Dalam sejarah Islam, Asma Shalahuddin Yusuf Al Ayyubi diukir dengan tinta emas. Bukan karena keberhasilannya dalam melakoni banyak peperangan, tetapi justru karena kelembutan hatinya yang mampu melumpuhkan hati banyak orang termasuk si Raja Inggris Richard. Hal ini diakui oleh banyak kalangan, tidak hanya orang-orang muslim tetapi juga para nonmuslim dari kalangan Barat. Dalam peperangan melawan pasukan Salib, tentara muslim acapkali diam-diam menyelinap ke wilayah musuh dan menculik tawanan. Salah di antara mereka juga merampas bayi yang masih menyusu dari dekapan ibunya, tak ayal ibunya begitu kehilangan dan menangis tersedu-sedu. Sang ibu menginginkan buah hatinya kembali dalam pelukannya. Tak ada yang mampu ibu itu lakukan selain mengadu kepada para panguasa dan panglima pasukan Salib ihwal perampasan anaknya oleh prajurit muslim. Jawaban mereka di luar dugaan sang ibu, mereka tidak bisa melakukan apa-apa. Justru malah merekomendasikan ibu itu memohon pertolongan kepada panglima musuh Shalahuddin Yusuf Al Ayyubi. Dengan langkah gemetar dan hati yang dipenuhi ketakutan, sang ibu memberanikan diri untuk meminta Shalahuddin membebaskan dan mengembalikan buah hatinya. Mendengar pengaduan sang ibu, hati Shalahuddin terguncang hebat hingga mengalir air mata sang panglima itu membasahi jenggotnya. Dengan senang hati, Shalahuddin berjanji untuk memerintahkan agar bayi itu segera dicari dan dikembalikan kepada pelukan sang ibu. Betapa bahagia dan terkesan sang ibu dengan panglima itu. Namun rupanya bayi itu telah dijual, Shalahuddin mengupayakan cara lain. Beliau bersedia mengganti uang tebusan kepada seseorang yang telah membeli bayi itu. Sekian lamanya Shalahuddin berdiri menanti menunggu sang bayi didatangkan dan segera di serahkan kembali kepada ibunya. Akhirnya, penantiannya tak sia-sia. Sang pembeli bersedia mengembalikan bayi yang telah dibelinya itu. Setelah bayi diserahkan kepada sang ibu, mereka dinaikkan kuda dan dikawal secara hormat hingga mereka sampai dengan selamat ke tempat tinggalnya.

Gigih Demi Islam

Beliau merupakan pekerja keras dan menghabiskan masa hidupnya untuk berjuang siang malam demi tegaknya ajaran Allah SWT. Hidupnya begitu sederhana, mulai dari rumah, makanan hingga pakaiannya yang terbuat dari kain kasar. Kemuliaan hatinya tidak akan pernah dilupakan oleh ahli sejarah mana pun. Brilian, tawadu’, cerdas, lincah, pemaaf, pemurah, khusyuk, demikian sebagian kecil dari sifat yang menghiasi perjalanan hidup beliau. Lima waktu yang tak pernah tertinggal, bahkan ketika sakit dan menjelang kepergiannya menuju pangkuan Ilahi beliau masih bersikeras untuk mengerjakan sholat berjamaah. Hingga janji Allah tiap-tiap jiwa yang hidup pasti akan kembali telah sampai, Shalahuddin wafat pada 4 Maret 1193 dalam usia 57 tahun di Damaskus.
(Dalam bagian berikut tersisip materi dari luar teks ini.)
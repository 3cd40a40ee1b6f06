//! RSA private-key operation and PSS signing.
//!
//! Just enough RSA for a TLS 1.2 `CertificateVerify`: the private
//! exponentiation, CRT-accelerated from the prime factors, applied to an
//! EMSA-PSS block from [`crate::pss`]. Key generation, public-key
//! encryption, and PKCS#1 v1.5 live elsewhere.

use num_bigint::BigUint;
use num_traits::One;

use crate::error::CryptoError;
use crate::hash::HashAlgorithm;
use crate::pss::encode_pss;

/// An RSA private key held as its multi-precision components.
///
/// Immutable for the signer's lifetime. `p` and `q` must be the prime
/// factors of `n`; the CRT exponents and inverse are precomputed at
/// construction. `Debug` prints only the modulus size.
#[derive(Clone, PartialEq, Eq)]
pub struct RsaPrivateKey {
    n: BigUint,
    e: BigUint,
    d: BigUint,
    p: BigUint,
    q: BigUint,
    d_p: BigUint,
    d_q: BigUint,
    q_inv: BigUint,
}

impl RsaPrivateKey {
    /// Assemble a key from its components, validating consistency.
    ///
    /// # Errors
    ///
    /// [`CryptoError::InvalidKeyComponents`] when `p * q != n`, a factor
    /// is too small, or `p` fails the inverse check (e.g. `p == q` or a
    /// composite slipped in).
    pub fn from_components(
        n: BigUint,
        e: BigUint,
        d: BigUint,
        p: BigUint,
        q: BigUint,
    ) -> Result<Self, CryptoError> {
        let two = BigUint::from(2u8);
        if p < two || q < two {
            return Err(CryptoError::InvalidKeyComponents { reason: "prime factor too small" });
        }
        if &p * &q != n {
            return Err(CryptoError::InvalidKeyComponents { reason: "p * q != n" });
        }

        let one = BigUint::one();
        let d_p = &d % (&p - &one);
        let d_q = &d % (&q - &one);
        // p prime: q^(p-2) mod p is the inverse of q mod p.
        let q_inv = q.modpow(&(&p - &two), &p);
        if (&q_inv * &q) % &p != one {
            return Err(CryptoError::InvalidKeyComponents { reason: "q has no inverse mod p" });
        }

        Ok(Self { n, e, d, p, q, d_p, d_q, q_inv })
    }

    /// Modulus size in bits.
    pub fn modulus_bits(&self) -> usize {
        usize::try_from(self.n.bits()).unwrap_or(usize::MAX)
    }

    /// Modulus size in bytes; signatures are exactly this long.
    pub fn modulus_len(&self) -> usize {
        self.modulus_bits().div_ceil(8)
    }

    /// Public exponent, for signature verification by tests and peers.
    pub fn public_exponent(&self) -> &BigUint {
        &self.e
    }

    /// Modulus, for signature verification by tests and peers.
    pub fn modulus(&self) -> &BigUint {
        &self.n
    }

    /// Sign a message digest under RSASSA-PSS with an explicit salt.
    ///
    /// Encodes at `emBits = modulus_bits - 1` and applies the private
    /// operation. Deterministic for a pinned salt; callers wanting the
    /// probabilistic scheme pass fresh random salt per signature.
    pub fn sign_pss(
        &self,
        message_digest: &[u8],
        hash: HashAlgorithm,
        salt: &[u8],
    ) -> Result<Vec<u8>, CryptoError> {
        let em = encode_pss(message_digest, self.modulus_bits() - 1, hash, salt)?;
        let signature = self.private_op(&BigUint::from_bytes_be(&em));

        // Left-pad to the modulus length.
        let bytes = signature.to_bytes_be();
        let mut out = vec![0u8; self.modulus_len() - bytes.len()];
        out.extend_from_slice(&bytes);
        Ok(out)
    }

    /// `m^d mod n` via the Chinese remainder theorem.
    fn private_op(&self, m: &BigUint) -> BigUint {
        let m1 = (m % &self.p).modpow(&self.d_p, &self.p);
        let m2 = (m % &self.q).modpow(&self.d_q, &self.q);
        // h = qInv * (m1 - m2) mod p, kept non-negative for BigUint.
        let h = (&self.q_inv * ((&m1 + &self.p) - (&m2 % &self.p))) % &self.p;
        &m2 + &self.q * &h
    }
}

impl std::fmt::Debug for RsaPrivateKey {
    fn fmt(&self, f: &mut std::fmt::Formatter<'_>) -> std::fmt::Result {
        f.debug_struct("RsaPrivateKey")
            .field("modulus_bits", &self.modulus_bits())
            .finish_non_exhaustive()
    }
}
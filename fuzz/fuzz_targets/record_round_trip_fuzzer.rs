//! Fuzz target for seal/open symmetry
//!
//! # Strategy
//!
//! - Correctly sized keys and IVs, arbitrary contents
//! - Arbitrary plaintexts and sequence numbers
//! - One tamper bit applied to a copy of the sealed record
//!
//! # Invariants
//!
//! - `open(seal(x)) == x` for every well-formed input
//! - Any single flipped bit fails authentication
//! - Sealed length is always plaintext length plus the tag

#![no_main]

use arbitrary::Arbitrary;
use libfuzzer_sys::fuzz_target;
use tandem_crypto::{AeadAlgorithm, ContentType, ProtocolVersion, open_record, seal_record};

#[derive(Debug, Arbitrary)]
struct RoundTripInput {
    algorithm_selector: u8,
    key_seed: [u8; 32],
    iv_seed: [u8; 12],
    sequence_number: u64,
    plaintext: Vec<u8>,
    tamper_bit: usize,
}

fuzz_target!(|input: RoundTripInput| {
    let algorithm = match input.algorithm_selector % 4 {
        0 => AeadAlgorithm::Aes128Gcm,
        1 => AeadAlgorithm::Aes256Gcm,
        2 => AeadAlgorithm::Aes128Ccm,
        _ => AeadAlgorithm::ChaCha20Poly1305,
    };
    if input.plaintext.len() > usize::from(u16::MAX) {
        return;
    }
    let key = &input.key_seed[..algorithm.key_len()];
    let fixed_iv = &input.iv_seed[..algorithm.fixed_iv_len()];

    let sealed = seal_record(
        algorithm,
        key,
        fixed_iv,
        input.sequence_number,
        ContentType::ApplicationData,
        ProtocolVersion::TLS12,
        &input.plaintext,
    )
    .expect("well-formed seal must succeed");
    assert_eq!(sealed.len(), input.plaintext.len() + 16);

    let opened = open_record(
        algorithm,
        key,
        fixed_iv,
        input.sequence_number,
        ContentType::ApplicationData,
        ProtocolVersion::TLS12,
        &sealed,
    )
    .expect("untampered record must open");
    assert_eq!(opened, input.plaintext);

    let mut tampered = sealed;
    let bit = input.tamper_bit % (tampered.len() * 8);
    tampered[bit / 8] ^= 1 << (bit % 8);
    let result = open_record(
        algorithm,
        key,
        fixed_iv,
        input.sequence_number,
        ContentType::ApplicationData,
        ProtocolVersion::TLS12,
        &tampered,
    );
    assert!(result.is_err(), "tampered record must not open");
});
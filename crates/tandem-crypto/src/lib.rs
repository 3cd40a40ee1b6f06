//! Tandem Cryptographic Core
//!
//! This crate provides the TLS 1.2 cryptographic transforms that two
//! independent protocol stacks must compute byte-identically: PRF key
//! derivation, AEAD record protection, and RSA-PSS signature encoding.
//!
//! # Design
//!
//! All functions in this crate are pure — they have no side effects and
//! produce deterministic outputs given the same inputs. Salt and nonce
//! material is always passed in by the caller, never drawn from a global
//! source, enabling:
//!
//! - Byte-for-byte conformance comparison against other implementations
//! - Deterministic testing with pinned inputs
//! - No coupling to transport or handshake-state abstractions
//!
//! The only stateful types are [`TranscriptHash`] (the running handshake
//! hash, one per handshake) and [`RecordCipher`] (one per direction,
//! strictly ordered sequence numbers).
//!
//! # Security Properties
//!
//! - Nonce uniqueness: record nonces are sequence-derived; the sequence
//!   counter never wraps under a key
//! - Oracle resistance: all AEAD open failures collapse to one opaque
//!   error; verify-data comparison is constant-time
//! - Hygiene: derived keys and secrets are zeroized on drop and redacted
//!   from `Debug` output

#![forbid(unsafe_code)]
#![deny(missing_docs)]

pub mod aead;
pub mod error;
pub mod hash;
pub mod prf;
pub mod pss;
pub mod record;
pub mod rsa;
pub mod transcript;

pub use aead::{AeadAlgorithm, NONCE_LEN, TAG_LEN};
pub use error::CryptoError;
pub use hash::HashAlgorithm;
pub use prf::{
    FinishedLabel, KeyBlock, MASTER_SECRET_LEN, MasterSecret, RANDOM_LEN, VERIFY_DATA_LEN,
    derive_key_block, derive_master_secret, prf, verify_data, verify_data_matches,
};
pub use pss::encode_pss;
pub use record::{
    ContentType, ProtocolVersion, RecordCipher, additional_data, open_record, record_nonce,
    seal_record,
};
pub use rsa::RsaPrivateKey;
pub use transcript::TranscriptHash;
Duhai, umat muslimin telah begitu kehilangan sosok panglima yang dihormati dan disayangi. Seluruh dunia berkabung dan tertunduk wajahnya mengantarkan sang panglima yang Agung menemui menemui sang Ilahi. Bahkan salah seorang penulis sejarah mengatakan :

“Hari kematiannya merupakan kehilangan besar bagi agama Islam dan kaum muslimin karena mereka tidak pernah menderita sejak kehilangan Khulafaur Rasyidin. Istana, kerajaan, dan dunia diliputi oleh wajah-wajah yang tertunduk, seluruh kota terbenam dalam duka cita, dan rakyat dengan khidmat mengantarkan jenazahnya sambil diiringi dengan tangisan dan ratapan.”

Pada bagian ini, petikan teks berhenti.